# Factorization into irreducible factors

I am trying to find a factorization of the following polynomial $f=X^{4}Y^{2}+X^{3}+X^{2}Y^{4}+XY^{2}$ into irreducible factors over $\mathbb{Z}_{2}[X,Y]$.

I know that $\mathbb{Z}_{2}[X,Y]$ can be written as $\mathbb{Z}_{2}[X][Y]$, so we have to bring first $f$ in the form of $\sum_{i=1}^{n}f_{i}Y^{i}$, where every $f_{i}$ is an irreducible polynomial of the ring $\mathbb{Z}_{2}[X]$, but i have problems with this and in general i don't understand how to show the factorization in cases of $\mathbb{Z}[X,Y]$, $\mathbb{Q}[X,Y]$ etc. Can anybody help me or give me a hint how to find this factorization? Thank you in advance!

• Hint (to an ad hoc solution): $f(0,Y)$ and $f(X,X)$ both vanish. Also, look at the homogeneous parts.

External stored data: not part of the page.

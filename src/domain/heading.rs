use std::{fmt, str::FromStr};

/// The numeric rank of an HTML heading tag, where [`HeadingLevel::H1`] is the
/// most significant.
///
/// Levels are ordered by rank (`H1 < H2 < … < H6`) and display as the
/// lowercase tag name.
#[derive(Debug, Clone, Copy, PartialEq, Eq, PartialOrd, Ord, Hash)]
pub enum HeadingLevel {
    /// `<h1>`
    H1,
    /// `<h2>`
    H2,
    /// `<h3>`
    H3,
    /// `<h4>`
    H4,
    /// `<h5>`
    H5,
    /// `<h6>`
    H6,
}

impl HeadingLevel {
    /// All six levels in reference order, `h1` first.
    pub const ALL: [Self; 6] = [Self::H1, Self::H2, Self::H3, Self::H4, Self::H5, Self::H6];

    /// Returns the numeric rank (1–6).
    #[must_use]
    pub const fn rank(self) -> u8 {
        match self {
            Self::H1 => 1,
            Self::H2 => 2,
            Self::H3 => 3,
            Self::H4 => 4,
            Self::H5 => 5,
            Self::H6 => 6,
        }
    }

    /// Returns the level with the given numeric rank, if it is in 1–6.
    #[must_use]
    pub const fn from_rank(rank: u8) -> Option<Self> {
        match rank {
            1 => Some(Self::H1),
            2 => Some(Self::H2),
            3 => Some(Self::H3),
            4 => Some(Self::H4),
            5 => Some(Self::H5),
            6 => Some(Self::H6),
            _ => None,
        }
    }

    /// Returns the lowercase tag name, e.g. `"h3"`.
    #[must_use]
    pub const fn tag_name(self) -> &'static str {
        match self {
            Self::H1 => "h1",
            Self::H2 => "h2",
            Self::H3 => "h3",
            Self::H4 => "h4",
            Self::H5 => "h5",
            Self::H6 => "h6",
        }
    }
}

impl fmt::Display for HeadingLevel {
    fn fmt(&self, f: &mut fmt::Formatter) -> fmt::Result {
        f.write_str(self.tag_name())
    }
}

/// Error returned when a string is not a heading tag name (`h1`–`h6`,
/// case-insensitive).
#[derive(Debug, thiserror::Error, PartialEq, Eq)]
#[error("'{0}' is not a heading tag name (expected h1-h6)")]
pub struct InvalidHeadingError(String);

impl FromStr for HeadingLevel {
    type Err = InvalidHeadingError;

    fn from_str(s: &str) -> Result<Self, Self::Err> {
        let mut chars = s.chars();
        let (Some('h' | 'H'), Some(digit), None) = (chars.next(), chars.next(), chars.next())
        else {
            return Err(InvalidHeadingError(s.to_string()));
        };

        digit
            .to_digit(10)
            .and_then(|rank| Self::from_rank(u8::try_from(rank).ok()?))
            .ok_or_else(|| InvalidHeadingError(s.to_string()))
    }
}

impl TryFrom<&str> for HeadingLevel {
    type Error = InvalidHeadingError;

    fn try_from(value: &str) -> Result<Self, Self::Error> {
        Self::from_str(value)
    }
}
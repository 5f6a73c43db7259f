use std::path::PathBuf;

use clap::Parser;
use tracing::instrument;

use super::DEFAULT_CONFIG_PATH;

#[derive(Debug, Parser)]
#[command(about = "Write a default configuration file")]
pub struct Command {
    /// Where to write the configuration
    #[arg(long, value_name = "FILE", default_value = DEFAULT_CONFIG_PATH)]
    path: PathBuf,

    /// Overwrite an existing file
    #[arg(long)]
    force: bool,
}

impl Command {
    #[instrument(skip(config))]
    pub fn run(self, config: &siteaudit::Config) -> anyhow::Result<()> {
        if self.path.exists() && !self.force {
            anyhow::bail!(
                "Configuration file already exists at {} (use --force to overwrite)",
                self.path.display()
            );
        }

        config.save(&self.path).map_err(anyhow::Error::msg)?;

        println!("Wrote configuration to {}", self.path.display());
        println!();
        println!("Next steps:");
        println!("  saudit run            # Run every configured check");
        println!("  saudit headings -v    # Inspect the heading sequence");

        Ok(())
    }
}
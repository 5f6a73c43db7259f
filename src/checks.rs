//! The acceptance checks.
//!
//! Each check is a pure evaluation over data already extracted from a
//! [`Page`] (only the URL-status check talks to the network, through the
//! [`Fetcher`] seam), so every one of them can be exercised on canned HTML.

/// Currency widget integrity.
pub mod currency;
/// `<h1>` presence and heading sequence.
pub mod headings;
/// Image `alt` attributes.
pub mod images;
/// Outbound link health.
pub mod links;
/// Embedded `ScriptData` metadata.
pub mod script_data;

use crate::{
    domain::{CheckKind, SequencePolicy},
    extract::{Fetcher, Page},
    report::TestRecord,
    Error,
};

/// Runs one check against an already-fetched page.
///
/// # Errors
///
/// Returns [`Error::Precondition`] if extracted data violated a check
/// precondition; URL checks surface transport problems per record rather
/// than failing the whole check.
pub fn run(
    kind: CheckKind,
    page: &Page,
    fetcher: &dyn Fetcher,
    policy: SequencePolicy,
) -> Result<Vec<TestRecord>, Error> {
    match kind {
        CheckKind::H1 => Ok(vec![headings::h1_presence(page)]),
        CheckKind::HeadingSequence => Ok(vec![headings::sequence(page, policy)?]),
        CheckKind::ImageAlt => Ok(images::run(page)),
        CheckKind::UrlStatus => Ok(links::run(page, fetcher)),
        CheckKind::CurrencyFilter => Ok(currency::run(page)),
        CheckKind::ScriptData => Ok(script_data::run(page)),
    }
}

#[cfg(test)]
mod tests {
    use url::Url;

    use super::*;
    use crate::extract::FetchError;

    /// Fetcher that answers every HEAD with 200 and refuses to fetch bodies.
    struct AlwaysUp;

    impl Fetcher for AlwaysUp {
        fn fetch(&self, url: &Url) -> Result<String, FetchError> {
            Err(FetchError::Status {
                url: url.clone(),
                status: 404,
            })
        }

        fn head_status(&self, _url: &Url) -> Result<u16, FetchError> {
            Ok(200)
        }
    }

    const FIXTURE: &str = concat!(
        "<h1>Listing</h1><h2>Rooms</h2><h3>Extras</h3>",
        "<h4>d</h4><h5>e</h5><h6>f</h6>",
        r#"<img src="hero.png" alt="hero">"#,
        r#"<a href="/about">about</a>"#,
        r#"<div id="js-currency-sort-footer"><ul class="select-ul">"#,
        r#"<li data-currency-country="US"><p>$</p></li></ul></div>"#,
        r#"<span class="js-price-value">$99</span>"#,
        r#"<script>var ScriptData = {"SiteName":"Example"};</script>"#,
    );

    #[test]
    fn every_check_runs_over_the_fixture_page() {
        let page = Page::parse(Url::parse("https://example.com/").unwrap(), FIXTURE);

        for kind in CheckKind::ALL {
            let records = run(kind, &page, &AlwaysUp, SequencePolicy::Strict).unwrap();
            assert!(!records.is_empty(), "{kind} produced no records");
            assert!(
                records.iter().all(|record| record.passed),
                "{kind} failed on the fixture page"
            );
        }
    }

    #[test]
    fn order_only_policy_reaches_the_sequence_check() {
        let page = Page::parse(
            Url::parse("https://example.com/").unwrap(),
            "<h1>a</h1><h2>b</h2><h4>gap</h4>",
        );

        let strict = run(
            CheckKind::HeadingSequence,
            &page,
            &AlwaysUp,
            SequencePolicy::Strict,
        )
        .unwrap();
        assert!(!strict[0].passed);

        let order_only = run(
            CheckKind::HeadingSequence,
            &page,
            &AlwaysUp,
            SequencePolicy::OrderOnly,
        )
        .unwrap();
        assert!(order_only[0].passed);
    }
}
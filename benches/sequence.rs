//! Benchmarks the heading sequence validator over long observed sequences.

#![allow(missing_docs)]

use std::hint::black_box;

use criterion::{Criterion, criterion_group, criterion_main};
use siteaudit::{HeadingLevel, domain::check_sequence};

fn check_long_sequence(c: &mut Criterion) {
    let levels: Vec<HeadingLevel> = (0..10_000).map(|i| HeadingLevel::ALL[i % 6]).collect();

    c.bench_function("check 10k headings", |b| {
        b.iter(|| check_sequence(black_box(&levels)));
    });
}

fn check_worst_case(c: &mut Criterion) {
    // Every expected level first occurs at the very end of the page.
    let mut levels = vec![HeadingLevel::H6; 10_000];
    levels.extend(HeadingLevel::ALL);

    c.bench_function("check late first occurrences", |b| {
        b.iter(|| check_sequence(black_box(&levels)));
    });
}

criterion_group!(benches, check_long_sequence, check_worst_case);
criterion_main!(benches);
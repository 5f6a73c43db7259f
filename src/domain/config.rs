use std::{
    fmt,
    path::{Path, PathBuf},
    time::Duration,
};

use serde::{Deserialize, Serialize};
use url::Url;

/// The acceptance checks this tool knows how to run.
#[derive(Debug, Clone, Copy, PartialEq, Eq, Serialize, Deserialize)]
#[serde(rename_all = "kebab-case")]
pub enum CheckKind {
    /// At least one `<h1>` is present on the page.
    H1,
    /// Heading levels appear in reference order without gaps.
    HeadingSequence,
    /// Every image carries a non-empty `alt` attribute.
    ImageAlt,
    /// Every outbound link answers an HTTP HEAD with a non-error status.
    UrlStatus,
    /// The currency widget is intact and matches the displayed price.
    CurrencyFilter,
    /// The inline `ScriptData` block can be extracted.
    ScriptData,
}

impl CheckKind {
    /// All checks, in the order they are run by default.
    pub const ALL: [Self; 6] = [
        Self::H1,
        Self::HeadingSequence,
        Self::ImageAlt,
        Self::UrlStatus,
        Self::CurrencyFilter,
        Self::ScriptData,
    ];

    /// Stable kebab-case name, used in config files and report filenames.
    #[must_use]
    pub const fn name(self) -> &'static str {
        match self {
            Self::H1 => "h1",
            Self::HeadingSequence => "heading-sequence",
            Self::ImageAlt => "image-alt",
            Self::UrlStatus => "url-status",
            Self::CurrencyFilter => "currency-filter",
            Self::ScriptData => "script-data",
        }
    }
}

impl fmt::Display for CheckKind {
    fn fmt(&self, f: &mut fmt::Formatter) -> fmt::Result {
        f.write_str(self.name())
    }
}

/// Audit configuration.
///
/// An explicit value passed to whichever component needs it; there is no
/// process-wide settings singleton.
#[derive(Debug, Clone, PartialEq, Eq, Serialize, Deserialize)]
#[serde(default)]
pub struct Config {
    /// The page the audit runs against.
    target_url: Url,

    /// Directory reports are written into.
    report_dir: PathBuf,

    /// The checks to run, in order.
    checks: Vec<CheckKind>,

    /// Whether a valid heading sequence also requires all six levels to be
    /// present. When `false`, only ordering is checked.
    pub require_no_gaps: bool,

    /// HTTP timeout in seconds, applied to page fetches and HEAD polls.
    timeout_secs: u64,

    /// User agent sent with every request.
    user_agent: String,
}

impl Default for Config {
    fn default() -> Self {
        Self {
            target_url: default_target_url(),
            report_dir: PathBuf::from("test_reports"),
            checks: CheckKind::ALL.to_vec(),
            require_no_gaps: true,
            timeout_secs: 10,
            user_agent: concat!("site-audit/", env!("CARGO_PKG_VERSION")).to_string(),
        }
    }
}

fn default_target_url() -> Url {
    Url::parse("https://www.alojamiento.io/").expect("literal URL is valid")
}

impl Config {
    /// Loads the configuration from a TOML file at the given path.
    ///
    /// # Errors
    ///
    /// Returns an error if the file cannot be read or if the TOML content is
    /// invalid.
    pub fn load(path: &Path) -> Result<Self, String> {
        let content = std::fs::read_to_string(path)
            .map_err(|e| format!("Failed to read config file: {e}"))?;
        toml::from_str(&content).map_err(|e| format!("Failed to parse config file: {e}"))
    }

    /// Saves the configuration to a TOML file at the given path.
    ///
    /// # Errors
    ///
    /// Returns an error if the configuration cannot be serialized to TOML or
    /// if the file cannot be written.
    pub fn save(&self, path: &Path) -> Result<(), String> {
        let content =
            toml::to_string_pretty(self).map_err(|e| format!("Failed to serialize config: {e}"))?;
        std::fs::write(path, content).map_err(|e| format!("Failed to write config file: {e}"))
    }

    /// The page the audit runs against.
    #[must_use]
    pub const fn target_url(&self) -> &Url {
        &self.target_url
    }

    /// Replaces the target URL (e.g. from a CLI override).
    pub fn set_target_url(&mut self, url: Url) {
        self.target_url = url;
    }

    /// Directory reports are written into.
    #[must_use]
    pub fn report_dir(&self) -> &Path {
        &self.report_dir
    }

    /// The checks to run, in order.
    #[must_use]
    pub fn checks(&self) -> &[CheckKind] {
        &self.checks
    }

    /// HTTP timeout applied to page fetches and HEAD polls.
    #[must_use]
    pub const fn timeout(&self) -> Duration {
        Duration::from_secs(self.timeout_secs)
    }

    /// User agent sent with every request.
    #[must_use]
    pub fn user_agent(&self) -> &str {
        &self.user_agent
    }
}
use std::process;

use clap::Parser;
use siteaudit::{Config, checks::script_data};
use tracing::instrument;
use url::Url;

#[derive(Debug, Parser)]
#[command(about = "Extract the embedded ScriptData metadata")]
pub struct Command {
    /// Audit this URL instead of the configured target
    #[arg(long, value_name = "URL")]
    url: Option<Url>,

    /// Print the extracted fields as JSON instead of a report line
    #[arg(long)]
    json: bool,
}

impl Command {
    #[instrument(level = "debug", skip(self, config))]
    pub fn run(self, mut config: Config) -> anyhow::Result<()> {
        let (page, _fetcher) = super::fetch_page(&mut config, self.url)?;

        if self.json {
            let data = page.script_data();
            println!("{}", serde_json::to_string_pretty(&data)?);
            if data.is_empty() {
                process::exit(2);
            }
            return Ok(());
        }

        let records = script_data::run(&page);
        super::print_records(&records);

        if super::summarize(&records) > 0 {
            process::exit(2);
        }

        Ok(())
    }
}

Sep 22 '14 at 20:42

$X^{4}Y^{2}+X^{3}+X^{2}Y^{4}+XY^{2}=X^2Y^2(X^2+Y^2)+X(X^2+Y^2)=X(X+Y)^2(XY^2+1)$.

Hint: Group the terms for which the sums of exponents is the same, then factor the appropriate power of the form $X^aY^b$ within each group, then notice other obvious factors.

Thanks to everybody for the help!

After the hint of Lucian, i figured out that i can write $f$ as $X^{2}Y^{2}(X^{2}+Y^{2})+X(X^{2}+Y^{2})=X(X^{2}+Y^{2})(XY^{2}+1)=X(X+Y)^{2}(XY^{2}+1)$.

With some more details:

• $X$ is already irreducible;
• Since we have $\mathbb{Z}_{2}$, a finite field with characteristic $2$, we have that $(X^{2}+Y^{2})=(X+Y)^{2}$, because every linear factor of the form $X+a$ in a prime power is irreducible;
• Consider the last term $(XY^{2}+1)$ i look at $X$ as a constant, my variable in this case is $Y$, clearly this polynomial has no roots in the given polynomial ring.

If you have any other comments, i will be glad to read them. Thank you one more time.